§ **WORK INSTRUCTION**
Write out the full listing again, exactly as it stands.

═══ DATASET RECORDS ═══

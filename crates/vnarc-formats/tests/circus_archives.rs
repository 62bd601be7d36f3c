//! Integration tests for Circus PCK archives and differential CRXD images
//!
//! Archives are assembled in memory: a PCK directory holding a full CRXG
//! base and CRXD images that refer to it by archive offset or by name.

#![allow(clippy::expect_used, clippy::unwrap_used, clippy::panic)]

use std::io::Write;

use flate2::Compression;
use flate2::write::ZlibEncoder;
use pretty_assertions::assert_eq;
use proptest::prelude::*;
use vnarc_formats::archive::{Archive, ArchiveFormat, OpenContext};
use vnarc_formats::image::ChannelOrder;
use vnarc_formats::scheme::SchemeRegistry;
use vnarc_formats::source::{ByteSource, MemoryResolver, NoCompanions};
use vnarc_formats::util::MAX_ENTRY_COUNT;

const PCK_NAME_SIZE: usize = 0x38;

fn pck_index_end(count: usize) -> usize {
    4 + count * (8 + PCK_NAME_SIZE + 8)
}

/// PCK archive with each file stored after the index, in order
fn build_pck(files: &[(&str, Vec<u8>)]) -> Vec<u8> {
    let payload: Vec<u8> = files.iter().flat_map(|(_, data)| data.iter().copied()).collect();
    let mut offset = pck_index_end(files.len()) as u32;
    let mut records = Vec::new();
    for (name, data) in files {
        records.push((*name, offset, data.len() as u32));
        offset += data.len() as u32;
    }
    build_pck_raw(&records, &payload)
}

/// PCK archive from explicit `(name, offset, size)` records and the bytes
/// following the index
fn build_pck_raw(records: &[(&str, u32, u32)], payload: &[u8]) -> Vec<u8> {
    let mut out = (records.len() as u32).to_le_bytes().to_vec();
    for (_, offset, size) in records {
        out.extend_from_slice(&offset.to_le_bytes());
        out.extend_from_slice(&size.to_le_bytes());
    }
    for (name, offset, size) in records {
        let mut field = [0u8; PCK_NAME_SIZE];
        field[..name.len()].copy_from_slice(name.as_bytes());
        out.extend_from_slice(&field);
        out.extend_from_slice(&offset.to_le_bytes());
        out.extend_from_slice(&size.to_le_bytes());
    }
    out.extend_from_slice(payload);
    out
}

/// 32-bit compression-2 CRXG with one "up" filtered row per entry of `rows`
///
/// Rows hold stored `(a, b, g, r)` quads.
fn crx_v2_32(offset_x: i16, offset_y: i16, width: u16, rows: &[&[u8]]) -> Vec<u8> {
    let mut raw = Vec::new();
    let mut above = vec![0u8; rows[0].len()];
    for row in rows {
        raw.push(1);
        raw.extend(row.iter().zip(&above).map(|(v, a)| v.wrapping_sub(*a)));
        above = row.to_vec();
    }
    let mut encoder = ZlibEncoder::new(Vec::new(), Compression::default());
    encoder.write_all(&raw).unwrap();

    let mut out = b"CRXG".to_vec();
    out.extend_from_slice(&offset_x.to_le_bytes());
    out.extend_from_slice(&offset_y.to_le_bytes());
    for v in [width, rows.len() as u16, 2, 0, 1, 0] {
        out.extend_from_slice(&v.to_le_bytes());
    }
    out.extend(encoder.finish().unwrap());
    out
}

fn crxd(base_offset: u32, base_name: &str, diff: &[u8]) -> Vec<u8> {
    let mut out = b"CRXD".to_vec();
    out.resize(0x20, 0);
    out.extend_from_slice(b"CRXJ");
    out.extend_from_slice(&base_offset.to_le_bytes());
    let mut name = [0u8; 0x18];
    name[..base_name.len()].copy_from_slice(base_name.as_bytes());
    out.extend_from_slice(&name);
    out.extend_from_slice(diff);
    out
}

/// 2x1 base, every channel 0x80
fn base_image() -> Vec<u8> {
    crx_v2_32(0, 0, 2, &[&[0x7F, 0x80, 0x80, 0x80, 0x7F, 0x80, 0x80, 0x80]])
}

/// 1x1 difference over the second base pixel, every channel 0x10
fn diff_image() -> Vec<u8> {
    crx_v2_32(1, 0, 1, &[&[0xEF, 0x10, 0x10, 0x10]])
}

const BLENDED: [u8; 8] = [0x80, 0x80, 0x80, 0x80, 0x90, 0x90, 0x90, 0x70];

fn open_pck(data: Vec<u8>) -> Archive {
    let registry = SchemeRegistry::new();
    let ctx = OpenContext::new("image.pck", &registry, &NoCompanions);
    Archive::open(ByteSource::from(data), &ctx).unwrap()
}

#[test]
fn crxd_base_by_archive_offset() {
    let base_offset = pck_index_end(2) as u32;
    let archive = open_pck(build_pck(&[
        ("base.crx", base_image()),
        ("face.crxd", crxd(base_offset, "unused", &diff_image())),
    ]));
    assert_eq!(archive.format(), ArchiveFormat::CircusPck);

    let face = archive.find("face.crxd").unwrap();
    let frame = archive.decode_image(face).unwrap();
    assert_eq!(frame.channel_order, ChannelOrder::Bgra);
    assert_eq!((frame.width, frame.height), (2, 1));
    assert_eq!(frame.pixels, BLENDED);
}

#[test]
fn crxd_base_by_name() {
    let archive = open_pck(build_pck(&[
        ("face.crxd", crxd(0, "base", &diff_image())),
        ("base.crx", base_image()),
    ]));
    let face = archive.find("face.crxd").unwrap();
    assert_eq!(archive.decode_image(face).unwrap().pixels, BLENDED);
}

#[test]
fn crxd_base_from_companion() {
    let archive = open_pck(build_pck(&[("face.crxd", crxd(0, "base", &diff_image()))]));
    let face = archive.find("face.crxd").unwrap();

    assert!(archive.decode_image(face).is_err());

    let companions = MemoryResolver::new().with("base.crx", base_image());
    let frame = archive.decode_image_with(face, &companions).unwrap();
    assert_eq!(frame.pixels, BLENDED);
}

#[test]
fn crx_entry_decodes_directly() {
    let archive = open_pck(build_pck(&[("base.crx", base_image())]));
    let base = archive.find("base.crx").unwrap();
    assert_eq!(archive.decode_image(base).unwrap().pixels, [0x80; 8]);
}

proptest! {
    #[test]
    fn pck_entries_stay_inside_the_source(
        records in prop::collection::vec((any::<u32>(), 0u32..0x400), 1..6),
        tail in 0usize..0x400,
    ) {
        let names: Vec<String> = (0..records.len()).map(|i| format!("f{i}")).collect();
        let records: Vec<(&str, u32, u32)> = names
            .iter()
            .zip(&records)
            .map(|(name, &(offset, size))| (name.as_str(), offset, size))
            .collect();
        let raw = build_pck_raw(&records, &vec![0xAB; tail]);
        let len = raw.len() as u64;
        let index_end = pck_index_end(records.len()) as u64;

        let registry = SchemeRegistry::new();
        let ctx = OpenContext::new("prop.pck", &registry, &NoCompanions);
        match Archive::open_as(ArchiveFormat::CircusPck, ByteSource::from(raw), &ctx) {
            Ok(archive) => {
                for entry in archive.entries() {
                    prop_assert!(entry.offset >= index_end);
                    prop_assert!(entry.end() <= len);
                }
            }
            Err(e) => prop_assert!(e.is_mismatch()),
        }
    }

    #[test]
    fn insane_counts_are_declined(
        count in prop_oneof![Just(0u32), (MAX_ENTRY_COUNT + 1)..=u32::MAX],
    ) {
        let mut data = count.to_le_bytes().to_vec();
        data.resize(0x100, 0);
        let registry = SchemeRegistry::new();
        let ctx = OpenContext::new("count.pck", &registry, &NoCompanions);
        let err = Archive::open(ByteSource::from(data), &ctx).unwrap_err();
        prop_assert!(err.is_mismatch());
    }
}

═══

§ **ANSWER TO THIS EXERCISE**
filename crates/vnarc-formats/tests/circus_archives.rs
repository 62bd601be7d36f3c
//! Integration tests for Circus PCK archives and differential CRXD images
//!
//! Archives are assembled in memory: a PCK directory holding a full CRXG
//! base and CRXD images that refer to it by archive offset or by name.

#![allow(clippy::expect_used, clippy::unwrap_used, clippy::panic)]

use std::io::Write;

use flate2::Compression;
use flate2::write::ZlibEncoder;
use pretty_assertions::assert_eq;
use proptest::prelude::*;
use vnarc_formats::archive::{Archive, ArchiveFormat, OpenContext};
use vnarc_formats::image::ChannelOrder;
use vnarc_formats::scheme::SchemeRegistry;
use vnarc_formats::source::{ByteSource, MemoryResolver, NoCompanions};
use vnarc_formats::util::MAX_ENTRY_COUNT;

const PCK_NAME_SIZE: usize = 0x38;

fn pck_index_end(count: usize) -> usize {
    4 + count * (8 + PCK_NAME_SIZE + 8)
}

/// PCK archive with each file stored after the index, in order
fn build_pck(files: &[(&str, Vec<u8>)]) -> Vec<u8> {
    let payload: Vec<u8> = files.iter().flat_map(|(_, data)| data.iter().copied()).collect();
    let mut offset = pck_index_end(files.len()) as u32;
    let mut records = Vec::new();
    for (name, data) in files {
        records.push((*name, offset, data.len() as u32));
        offset += data.len() as u32;
    }
    build_pck_raw(&records, &payload)
}

/// PCK archive from explicit `(name, offset, size)` records and the bytes
/// following the index
fn build_pck_raw(records: &[(&str, u32, u32)], payload: &[u8]) -> Vec<u8> {
    let mut out = (records.len() as u32).to_le_bytes().to_vec();
    for (_, offset, size) in records {
        out.extend_from_slice(&offset.to_le_bytes());
        out.extend_from_slice(&size.to_le_bytes());
    }
    for (name, offset, size) in records {
        let mut field = [0u8; PCK_NAME_SIZE];
        field[..name.len()].copy_from_slice(name.as_bytes());
        out.extend_from_slice(&field);
        out.extend_from_slice(&offset.to_le_bytes());
        out.extend_from_slice(&size.to_le_bytes());
    }
    out.extend_from_slice(payload);
    out
}

/// 32-bit compression-2 CRXG with one "up" filtered row per entry of `rows`
///
/// Rows hold stored `(a, b, g, r)` quads.
fn crx_v2_32(offset_x: i16, offset_y: i16, width: u16, rows: &[&[u8]]) -> Vec<u8> {
    let mut raw = Vec::new();
    let mut above = vec![0u8; rows[0].len()];
    for row in rows {
        raw.push(1);
        raw.extend(row.iter().zip(&above).map(|(v, a)| v.wrapping_sub(*a)));
        above = row.to_vec();
    }
    let mut encoder = ZlibEncoder::new(Vec::new(), Compression::default());
    encoder.write_all(&raw).unwrap();

    let mut out = b"CRXG".to_vec();
    out.extend_from_slice(&offset_x.to_le_bytes());
    out.extend_from_slice(&offset_y.to_le_bytes());
    for v in [width, rows.len() as u16, 2, 0, 1, 0] {
        out.extend_from_slice(&v.to_le_bytes());
    }
    out.extend(encoder.finish().unwrap());
    out
}

fn crxd(base_offset: u32, base_name: &str, diff: &[u8]) -> Vec<u8> {
    let mut out = b"CRXD".to_vec();
    out.resize(0x20, 0);
    out.extend_from_slice(b"CRXJ");
    out.extend_from_slice(&base_offset.to_le_bytes());
    let mut name = [0u8; 0x18];
    name[..base_name.len()].copy_from_slice(base_name.as_bytes());
    out.extend_from_slice(&name);
    out.extend_from_slice(diff);
    out
}

/// 2x1 base, every channel 0x80
fn base_image() -> Vec<u8> {
    crx_v2_32(0, 0, 2, &[&[0x7F, 0x80, 0x80, 0x80, 0x7F, 0x80, 0x80, 0x80]])
}

/// 1x1 difference over the second base pixel, every channel 0x10
fn diff_image() -> Vec<u8> {
    crx_v2_32(1, 0, 1, &[&[0xEF, 0x10, 0x10, 0x10]])
}

const BLENDED: [u8; 8] = [0x80, 0x80, 0x80, 0x80, 0x90, 0x90, 0x90, 0x70];

fn open_pck(data: Vec<u8>) -> Archive {
    let registry = SchemeRegistry::new();
    let ctx = OpenContext::new("image.pck", &registry, &NoCompanions);
    Archive::open(ByteSource::from(data), &ctx).unwrap()
}

#[test]
fn crxd_base_by_archive_offset() {
    let base_offset = pck_index_end(2) as u32;
    let archive = open_pck(build_pck(&[
        ("base.crx", base_image()),
        ("face.crxd", crxd(base_offset, "unused", &diff_image())),
    ]));
    assert_eq!(archive.format(), ArchiveFormat::CircusPck);

    let face = archive.find("face.crxd").unwrap();
    let frame = archive.decode_image(face).unwrap();
    assert_eq!(frame.channel_order, ChannelOrder::Bgra);
    assert_eq!((frame.width, frame.height), (2, 1));
    assert_eq!(frame.pixels, BLENDED);
}

#[test]
fn crxd_base_by_name() {
    let archive = open_pck(build_pck(&[
        ("face.crxd", crxd(0, "base", &diff_image())),
        ("base.crx", base_image()),
    ]));
    let face = archive.find("face.crxd").unwrap();
    assert_eq!(archive.decode_image(face).unwrap().pixels, BLENDED);
}

#[test]
fn crxd_base_from_companion() {
    let archive = open_pck(build_pck(&[("face.crxd", crxd(0, "base", &diff_image()))]));
    let face = archive.find("face.crxd").unwrap();

    assert!(archive.decode_image(face).is_err());

    let companions = MemoryResolver::new().with("base.crx", base_image());
    let frame = archive.decode_image_with(face, &companions).unwrap();
    assert_eq!(frame.pixels, BLENDED);
}

#[test]
fn crx_entry_decodes_directly() {
    let archive = open_pck(build_pck(&[("base.crx", base_image())]));
    let base = archive.find("base.crx").unwrap();
    assert_eq!(archive.decode_image(base).unwrap().pixels, [0x80; 8]);
}

proptest! {
    #[test]
    fn pck_entries_stay_inside_the_source(
        records in prop::collection::vec((any::<u32>(), 0u32..0x400), 1..6),
        tail in 0usize..0x400,
    ) {
        let names: Vec<String> = (0..records.len()).map(|i| format!("f{i}")).collect();
        let records: Vec<(&str, u32, u32)> = names
            .iter()
            .zip(&records)
            .map(|(name, &(offset, size))| (name.as_str(), offset, size))
            .collect();
        let raw = build_pck_raw(&records, &vec![0xAB; tail]);
        let len = raw.len() as u64;
        let index_end = pck_index_end(records.len()) as u64;

        let registry = SchemeRegistry::new();
        let ctx = OpenContext::new("prop.pck", &registry, &NoCompanions);
        match Archive::open_as(ArchiveFormat::CircusPck, ByteSource::from(raw), &ctx) {
            Ok(archive) => {
                for entry in archive.entries() {
                    prop_assert!(entry.offset >= index_end);
                    prop_assert!(entry.end() <= len);
                }
            }
            Err(e) => prop_assert!(e.is_mismatch()),
        }
    }

    #[test]
    fn insane_counts_are_declined(
        count in prop_oneof![Just(0u32), (MAX_ENTRY_COUNT + 1)..=u32::MAX],
    ) {
        let mut data = count.to_le_bytes().to_vec();
        data.resize(0x100, 0);
        let registry = SchemeRegistry::new();
        let ctx = OpenContext::new("count.pck", &registry, &NoCompanions);
        let err = Archive::open(ByteSource::from(data), &ctx).unwrap_err();
        prop_assert!(err.is_mismatch());
    }
}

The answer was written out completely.